Minnesota has a history of failing to protect children from repeated harm and of disproportionately separating families of color.
Minnesota’s child protection system needs fixes. Legislators are starting with these changes.
Measures approved this session laid the groundwork for long-term changes to Minnesota’s child protection system, which has failed to prevent some cases of repeat abuse.
Legislators hope this year they laid the groundwork for long-term improvements to the child protection system.
“There’s no system that is more important than this one. Kids deserve our very best; they deserve to be safe and thrive. And it is a complicated and really challenging system that poses difficult choices for everybody involved,” said Rep. Dave Pinto, DFL-St. Paul, who led the House effort to pass many of the measures. “Sorting through that is going to take time.”
Much of what lawmakers approved this session will not result in immediate child protection changes. Instead, the legislation launches reviews that could lead the state to overhaul how it keeps kids safe.

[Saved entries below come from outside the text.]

impl IceCandidate {
    pub fn socket_addr(&self) -> SocketAddr {
        SocketAddr::new(self.address, self.port)
    }

    pub fn to_sdp_line(&self) -> String {
        let transport = match self.transport {
            Transport::Udp => "udp",
            Transport::Tcp => "tcp",
        };
        let mut line = format!(
            "candidate:{} {} {} {} {} {} typ {}",
            self.foundation,
            self.component,
            transport,
            self.priority,
            self.address,
            self.port,
            self.candidate_type.as_sdp()
        );
        if let (Some(raddr), Some(rport)) = (self.related_address, self.related_port) {
            line.push_str(&format!(" raddr {} rport {}", raddr, rport));
        }
        line
    }
}

/// Parses a candidate attribute, with or without the `a=` prefix and with or
/// without the `candidate:` prefix (browsers differ on what they put in the
/// `candidate` field of the envelope payload).
pub fn parse_candidate(line: &str) -> Result<IceCandidate> {
    let line = line.trim();
    let line = line.strip_prefix("a=").unwrap_or(line);
    let line = line.strip_prefix("candidate:").unwrap_or(line);

    let fields: Vec<&str> = line.split_whitespace().collect();
    if fields.len() < 8 {
        bail!("candidate line too short: {} fields", fields.len());
    }

    let transport = match fields[2].to_ascii_lowercase().as_str() {
        "udp" => Transport::Udp,
        "tcp" => Transport::Tcp,
        other => bail!("unknown candidate transport {other:?}"),
    };

    if fields[6] != "typ" {
        bail!("expected 'typ' at field 7, found {:?}", fields[6]);
    }
    let candidate_type = match fields[7] {
        "host" => CandidateType::Host,
        "srflx" => CandidateType::ServerReflexive,
        "prflx" => CandidateType::PeerReflexive,
        "relay" => CandidateType::Relay,
        other => bail!("unknown candidate type {other:?}"),
    };

    let mut related_address = None;
    let mut related_port = None;
    let mut rest = fields[8..].iter();
    while let Some(key) = rest.next() {
        match *key {
            "raddr" => {
                related_address = rest
                    .next()
                    .map(|v| v.parse::<IpAddr>())
                    .transpose()
                    .context("bad raddr")?;
            }
            "rport" => {
                related_port = rest
                    .next()
                    .map(|v| v.parse::<u16>())
                    .transpose()
                    .context("bad rport")?;
            }
            // Extension attributes (generation, network-cost, ...) are
            // ignored.
            _ => {
                rest.next();
            }
        }
    }

    Ok(IceCandidate {
        foundation: fields[0].to_string(),
        component: fields[1].parse().context("bad component id")?,
        transport,
        priority: fields[3].parse().context("bad priority")?,
        address: fields[4].parse().context("bad connection address")?,
        port: fields[5].parse().context("bad port")?,
        candidate_type,
        related_address,
        related_port,
    })
}

/// RFC 8445 §5.1.2.1, single-homed local preference.
pub fn compute_priority(candidate_type: CandidateType, component: u8) -> u32 {
    (candidate_type.preference() << 24) + (65535 << 8) + (256 - component as u32)
}

/// ICE credentials for one agent. The ufrag/pwd alphabet and lengths follow
/// what browsers emit.
#[derive(Debug, Clone)]
pub struct IceCredentials {
    pub ufrag: String,
    pub pwd: String,
}

impl IceCredentials {
    pub fn generate() -> Result<Self> {
        Ok(IceCredentials {
            ufrag: random_token(4)?,
            pwd: random_token(22)?,
        })
    }
}

fn random_token(len: usize) -> Result<String> {
    const ALPHABET: &[u8] = b"abcdefghijklmnopqrstuvwxyzABCDEFGHIJKLMNOPQRSTUVWXYZ0123456789+/";
    let mut raw = vec![0u8; len];
    getrandom::getrandom(&mut raw).map_err(|e| anyhow!("rng failure: {e}"))?;
    Ok(raw
        .iter()
        .map(|b| ALPHABET[(*b as usize) % ALPHABET.len()] as char)
        .collect())
}

/// Local interface address as seen by the default route. No packet is sent;
/// connecting a UDP socket just selects the outbound interface.
pub async fn default_route_ip() -> Result<IpAddr> {
    let probe = UdpSocket::bind("0.0.0.0:0").await?;
    probe.connect("8.8.8.8:80").await?;
    Ok(probe.local_addr()?.ip())
}

/// Builds the host candidate for an already-bound socket.
pub async fn host_candidate(socket: &UdpSocket) -> Result<IceCandidate> {
    let port = socket.local_addr()?.port();
    let address = match default_route_ip().await {
        Ok(ip) => ip,
        Err(e) => {
            debug!("no default route ({e}), using loopback");
            IpAddr::V4(Ipv4Addr::LOCALHOST)
        }
    };
    Ok(IceCandidate {
        foundation: "1".to_string(),
        component: 1,
        transport: Transport::Udp,
        priority: compute_priority(CandidateType::Host, 1),
        address,
        port,
        candidate_type: CandidateType::Host,
        related_address: None,
        related_port: None,
    })
}

/// Discovers the server-reflexive candidate by asking a STUN server what it
/// sees. Returns `None` when the mapped address equals the host address (no
/// NAT between us and the server).
pub async fn srflx_candidate(
    socket: &UdpSocket,
    stun_server: &str,
    host: &IceCandidate,
) -> Result<Option<IceCandidate>> {
    let txn = new_transaction_id()?;
    let request = encode_message(BINDING_REQUEST, &txn, &[], None);
    socket.send_to(&request, stun_server).await?;

    let mut buf = [0u8; 1024];
    let (len, _) = timeout(CHECK_TIMEOUT, socket.recv_from(&mut buf))
        .await
        .context("STUN server did not answer")??;
    let msg = parse_message(&buf[..len])?;
    if msg.transaction_id != txn {
        bail!("STUN response for a different transaction");
    }
    let mapped = msg
        .xor_mapped_address
        .context("STUN response without XOR-MAPPED-ADDRESS")?;

    if mapped.ip() == host.address && mapped.port() == host.port {
        return Ok(None);
    }
    Ok(Some(IceCandidate {
        foundation: "2".to_string(),
        component: 1,
        transport: Transport::Udp,
        priority: compute_priority(CandidateType::ServerReflexive, 1),
        address: mapped.ip(),
        port: mapped.port(),
        candidate_type: CandidateType::ServerReflexive,
        related_address: Some(host.address),
        related_port: Some(host.port),
    }))
}

/// FIFO buffer for remote candidates that arrive before the remote
/// description is set. Drained exactly once when the description lands.
#[derive(Debug, Default)]
pub struct CandidateBuffer {
    pending: Vec<IceCandidate>,
}

impl CandidateBuffer {
    pub fn push(&mut self, candidate: IceCandidate) {
        self.pending.push(candidate);
    }

    pub fn drain(&mut self) -> Vec<IceCandidate> {
        std::mem::take(&mut self.pending)
    }

    pub fn clear(&mut self) {
        self.pending.clear();
    }

    pub fn len(&self) -> usize {
        self.pending.len()
    }

    pub fn is_empty(&self) -> bool {
        self.pending.is_empty()
    }
}

// --- STUN wire format -------------------------------------------------------

#[derive(Debug)]
pub struct StunMessage {
    pub message_type: u16,
    pub transaction_id: [u8; 12],
    pub xor_mapped_address: Option<SocketAddr>,
    pub username: Option<String>,
    pub priority: Option<u32>,
    integrity_offset: Option<usize>,
    integrity_value: Option<[u8; 20]>,
}

impl StunMessage {
    pub fn is_binding_request(&self) -> bool {
        self.message_type == BINDING_REQUEST
    }

    pub fn is_binding_success(&self) -> bool {
        self.message_type == BINDING_SUCCESS
    }
}

pub fn new_transaction_id() -> Result<[u8; 12]> {
    let mut txn = [0u8; 12];
    getrandom::getrandom(&mut txn).map_err(|e| anyhow!("rng failure: {e}"))?;
    Ok(txn)
}

struct Attr<'a> {
    kind: u16,
    value: &'a [u8],
}

/// Encodes a STUN message. When `integrity_key` is set, a MESSAGE-INTEGRITY
/// attribute (HMAC-SHA1 over the preceding message with an adjusted length
/// field) is appended last.
fn encode_message(
    message_type: u16,
    transaction_id: &[u8; 12],
    attrs: &[Attr<'_>],
    integrity_key: Option<&[u8]>,
) -> Vec<u8> {
    let mut msg = Vec::with_capacity(128);
    msg.extend_from_slice(&message_type.to_be_bytes());
    msg.extend_from_slice(&[0, 0]); // length, patched below
    msg.extend_from_slice(&STUN_MAGIC_COOKIE.to_be_bytes());
    msg.extend_from_slice(transaction_id);

    for attr in attrs {
        push_attr(&mut msg, attr.kind, attr.value);
    }

    if let Some(key) = integrity_key {
        // The HMAC covers the header with the length field counting the
        // yet-to-be-appended MESSAGE-INTEGRITY attribute (24 bytes).
        let hashed_len = (msg.len() - 20 + 24) as u16;
        msg[2..4].copy_from_slice(&hashed_len.to_be_bytes());
        let digest = hmac_sha1(key, &msg);
        push_attr(&mut msg, ATTR_MESSAGE_INTEGRITY, &digest);
    }

    let final_len = (msg.len() - 20) as u16;
    msg[2..4].copy_from_slice(&final_len.to_be_bytes());
    msg
}

fn push_attr(msg: &mut Vec<u8>, kind: u16, value: &[u8]) {
    msg.extend_from_slice(&kind.to_be_bytes());
    msg.extend_from_slice(&(value.len() as u16).to_be_bytes());
    msg.extend_from_slice(value);
    // Attributes are padded to 4-byte boundaries.
    let pad = (4 - value.len() % 4) % 4;
    msg.extend_from_slice(&[0u8; 3][..pad]);
}

fn hmac_sha1(key: &[u8], data: &[u8]) -> [u8; 20] {
    // HMAC accepts keys of any length, so new_from_slice cannot fail.
    let mut mac = HmacSha1::new_from_slice(key).expect("HMAC accepts any key length");
    mac.update(data);
    mac.finalize().into_bytes().into()
}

Momentum to tackle the child safety issue grew after a Star Tribune investigation into Minnesota’s county-based child protection system. The series examined problems with how workers screen maltreatment reports, inconsistencies in reviews when a child dies and persistent child protection workforce shortages.
Gov. Tim Walz said after the report that he would propose additional dollars to help counties hire child welfare workers. However, he shifted his funding focus this year to modernizing the clunky information system workers use for child protection cases and other social services. People in the field said the aging state technology eats up staff hours, preventing them from spending more time with families.

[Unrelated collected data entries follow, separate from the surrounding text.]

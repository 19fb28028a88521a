//! Thin wrapper over the signaling websocket: JSON text frames in and out,
//! transport pings answered inline.

use anyhow::{Context, Result};
use futures::{SinkExt, StreamExt};
use serde::Serialize;
use tokio::net::TcpStream;
use tokio_tungstenite::tungstenite::Message;
use tokio_tungstenite::{connect_async, MaybeTlsStream, WebSocketStream};
use tracing::{debug, trace};

pub struct SignalSocket {
    stream: WebSocketStream<MaybeTlsStream<TcpStream>>,
}

impl SignalSocket {
    pub async fn connect(url: &str) -> Result<Self> {
        debug!("connecting to signaling server at {url}");
        let (stream, response) = connect_async(url)
            .await
            .with_context(|| format!("websocket connect to {url} failed"))?;
        debug!("signaling websocket open (HTTP {})", response.status());
        Ok(SignalSocket { stream })
    }

    pub async fn send_json<T: Serialize>(&mut self, value: &T) -> Result<()> {
        let text = serde_json::to_string(value).context("failed to encode envelope")?;
        trace!("-> {text}");
        self.stream
            .send(Message::Text(text))
            .await
            .context("websocket send failed")?;
        Ok(())
    }

    /// Next text frame, or `None` when the server closed the connection.
    /// Pings are answered and skipped; binary frames are ignored.
    pub async fn recv(&mut self) -> Result<Option<String>> {
        loop {
            let message = match self.stream.next().await {
                Some(m) => m.context("websocket receive failed")?,
                None => return Ok(None),
            };
            match message {
                Message::Text(text) => {
                    trace!("<- {text}");
                    return Ok(Some(text));
                }
                Message::Ping(payload) => {
                    self.stream
                        .send(Message::Pong(payload))
                        .await
                        .context("pong send failed")?;
                }
                Message::Close(frame) => {
                    debug!("signaling server closed the connection: {frame:?}");
                    return Ok(None);
                }
                other => trace!("ignoring websocket frame: {other:?}"),
            }
        }
    }
}
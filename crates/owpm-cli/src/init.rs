//! Project initialization for `owpm init`.

use anyhow::{bail, Context, Result};
use owpm_pkg::{Manifest, MANIFEST_EXT};
use std::env;
use std::path::{Path, PathBuf};

/// Options for project initialization.
#[derive(Debug, Clone)]
pub struct InitOptions {
    /// Project name; also the manifest's file stem.
    pub name: String,
    /// Brief description.
    pub description: String,
    /// Base version of the project.
    pub version: String,
}

/// Create a new project in the current directory.
pub fn init_project(options: InitOptions) -> Result<()> {
    let current_dir = env::current_dir().context("Failed to get current directory")?;
    let path = init_project_in(&current_dir, options)?;
    println!("Saved project as '{}'!", path.display());
    Ok(())
}

/// Create a new project manifest inside `dir`.
pub fn init_project_in(dir: &Path, options: InitOptions) -> Result<PathBuf> {
    validate_project_name(&options.name)?;
    if options.version.trim().is_empty() {
        bail!("Project version cannot be empty");
    }

    let manifest_path = dir.join(format!("{}.{MANIFEST_EXT}", options.name));
    if manifest_path.exists() {
        bail!(
            "Cannot initialize: `{}` already exists",
            manifest_path.display()
        );
    }

    Manifest::new(&options.name, options.description, options.version)
        .save(&manifest_path)
        .with_context(|| format!("Failed to write {}", manifest_path.display()))?;

    Ok(manifest_path)
}

/// Project names become file names, so they are kept to a safe alphabet.
fn validate_project_name(name: &str) -> Result<()> {
    if name.is_empty() {
        bail!("Project name cannot be empty");
    }

    if name.starts_with('.') {
        bail!("Project name cannot start with a dot");
    }

    for c in name.chars() {
        if !c.is_ascii_alphanumeric() && !matches!(c, '-' | '_' | '.') {
            bail!(
                "Invalid project name `{name}`: names can only contain letters, numbers, dots, hyphens, and underscores"
            );
        }
    }

    Ok(())
}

Here are some of the biggest child protection-related changes awaiting Walz’s signature. A spokeswoman for the DFL governor said he intends to sign them into law.
Supreme Court Council on Child Protection and Maltreatment Prevention: The Legislature invited the chief justice of the Minnesota Supreme Court to create a council of experts from a wide range of backgrounds, from someone who was involved with child protection as a kid to legal professionals to police.

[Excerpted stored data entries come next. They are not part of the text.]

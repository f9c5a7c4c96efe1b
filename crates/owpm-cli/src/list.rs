//! Implementation of the `owpm list` command.

use anyhow::{Context, Result};
use owpm_pkg::{is_up_to_date, LockStore, Manifest, ProjectPaths};

use crate::project;

/// Print the project's declared packages, or its lock store with `locked`.
pub fn list_packages(locked: bool) -> Result<()> {
    let paths = project::current_project()?;
    for line in list_lines(&paths, locked)? {
        println!("{line}");
    }
    Ok(())
}

/// Lines describing the project at `paths`.
pub fn list_lines(paths: &ProjectPaths, locked: bool) -> Result<Vec<String>> {
    let manifest = Manifest::load(&paths.manifest).context("Failed to read manifest")?;
    let mut lines = vec![format!(
        "{} {} - {}",
        manifest.name, manifest.version, manifest.description
    )];

    if locked {
        let store = LockStore::open(&paths.store)
            .context("Failed to open lock store (run `owpm lock` to create it)")?;
        if !is_up_to_date(&manifest, &paths.store) {
            lines.push("(lock store is out of date, run `owpm lock`)".to_string());
        }
        for entry in store.select_all().context("Failed to read lock store")? {
            let mut flags = Vec::new();
            if entry.is_dev {
                flags.push("dev");
            }
            if entry.is_dep {
                flags.push("dep");
            }
            let flags = if flags.is_empty() {
                String::new()
            } else {
                format!(" [{}]", flags.join(", "))
            };
            lines.push(format!("  {entry}{flags}"));
        }
        return Ok(lines);
    }

    lines.push("packages:".to_string());
    lines.extend(manifest.packages().map(|r| format!("  {r}")));
    lines.push("dev_packages:".to_string());
    lines.extend(manifest.dev_packages().map(|r| format!("  {r}")));
    Ok(lines)
}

“We welcome the Legislature’s attention to and prioritization of this initiative for Minnesota’s most vulnerable children,” Justice Anne McKeig, who has specialized in child welfare issues, said in a statement. “I look forward to working with the committee to effect positive change for communities throughout Minnesota.”
The council is supposed to review policies, data and research, and conduct surveys or focus groups. Its goal is to “develop a comprehensive blueprint for improvement that addresses all aspects of the child protection system, including prevention and early intervention.” A final report is due Jan. 15, 2026.
Reviews of child deaths, serious injuries: New legislation mandates each county create a local child mortality review team, and the state must also assemble a review panel that will try to identify systemic changes. When a county determines that maltreatment contributed to a death or critical injury, it must flag the state panel within a few days. The state and local teams will do a joint review in some situations, including any case where the family has been involved with child protection in the past year.
Counties were already required to report situations where a child dies from maltreatment or has a near-fatal injury. But a Star Tribune survey of more than two dozen counties showed some places were failing to conduct reviews and others took years to do them. The reviews and reports are supposed to help improve the system and prevent future deaths and injuries.
African American Family Preservation Act: Lawmakers proposed versions of this package for years before passing the measure this session. It aims to end the longstanding pattern of African American children being disproportionately removed from their families and extends the new protections to all kids from backgrounds that are over-represented in the child protection system.
The legislation requires that social services agencies make “active efforts” to prevent the removal of children from their homes and says an agency shall reunify them with their families “as soon as practicable.”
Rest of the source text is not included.